Donohue shivered and cried out again. The he
crawled backward, inching his way to the warmth.
The fog stood motionless, waiting.
Donohue crawled to within a few feet from the
fog. Its heat felt like summer sunlight on a wintry day. It entered
his wet clothes, steamed his back and felt good.
He inched closer. His hip stopped throbbing.

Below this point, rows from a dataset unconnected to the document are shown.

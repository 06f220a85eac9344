use std::collections::HashSet;
use std::sync::Arc;
use std::time::Instant;

use async_trait::async_trait;
use serde::{Deserialize, Serialize};
use tracing::{event, Level};

use crate::{domain::{Order, OrderLineItem}, dtos::{GetOrderResponse, OrderLineItemDto, OrderLineItemResponse, PlaceOrderResponse, Response}, errors::{PlacementError, StoreError}, events::{MessageBroker, OrderPlacedEvent}, inventory::{InventoryClient, InventoryStatus}, metrics::WorkflowInstrumentation, repositories::OrderRepository};

// traits
pub trait Command{}
pub trait Query{}

#[async_trait]
pub trait CommandHandler<C: Command + Sync, R: Response>{
    async fn handle(&self, input: &C) -> Result<R, PlacementError>;
}

#[async_trait]
pub trait QueryHandler<Q: Query + Sync, R: Response>{
    async fn handle(&self, input: &Q) -> Result<Option<R>, StoreError>;
}

// commands
#[derive(Serialize, Deserialize)]
#[serde(rename_all = "camelCase")]
pub struct PlaceOrderCommand{
    pub order_line_items: Vec<OrderLineItemDto>,
}
impl Command for PlaceOrderCommand{}

// queries
pub struct GetOrderQuery{
    pub id: String
}
impl Query for GetOrderQuery{}

// command handlers
#[derive(Clone)]
pub struct PlaceOrderCommandHandler<T1: InventoryClient, T2: OrderRepository, T3: MessageBroker, T4: WorkflowInstrumentation>{
    inventory_client: Arc<T1>,
    order_repository: Arc<T2>,
    message_broker: Arc<T3>,
    instrumentation: Arc<T4>,
    order_placed_topic: String,
}

impl<T1: InventoryClient, T2: OrderRepository, T3: MessageBroker, T4: WorkflowInstrumentation> PlaceOrderCommandHandler<T1, T2, T3, T4>{
    pub fn new(
        inventory_client: Arc<T1>,
        order_repository: Arc<T2>,
        message_broker: Arc<T3>,
        instrumentation: Arc<T4>,
        order_placed_topic: String) -> Self{
        PlaceOrderCommandHandler{
            inventory_client: inventory_client,
            order_repository: order_repository,
            message_broker: message_broker,
            instrumentation: instrumentation,
            order_placed_topic: order_placed_topic,
        }
    }
}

He felt his knee mending. He crawled closer still; he needed more
of what the creature was giving him. He crawled to within inches
from the fog, did a crabwalk as he turned to face the fog, and
looked inside, past the pulsating organs. There, he saw a heavenly
place he wanted to be at. And despite what his scientific mind said
as he stood and entered, he saw that it was real.
#
A Haunting
WHAT A CRIME it felt to Reverend Gloria Jackson to
believe such a beautiful house could be haunted. To know the place,
it looked no different from any other Victorian country house in
Ridgewood, Pennsylvania. As Gloria walked the sunny grounds that
October evening, she sensed the leftover energy of a time when
wealthy Victorians spent an incredible amount of time socializing
inside their homes. In Victorian America, nothing displayed one’s
status like their house, and the house of a successful Victorian
family was more than merely a home; it was a statement of their
taste, wealth, and education.
Fiona Bay’s house was one of them, preserved
to remain impressive through time by superb craftsmanship and great
care. Standing in front of Gloria and surrounded by a neatly
manicured lawn and shrubbery that sprawled over half an acre, the
stately house seemed at first glance the most unlikely of places to
house demonic spirits.
“Fiona was calling forth the dead,” Melissa
Bay told Gloria after dinner later that Friday night. Melissa, a
strong-backed woman, sat across from Gloria at the long table.
Richard sat to Melissa’s right inside the spacious dining room.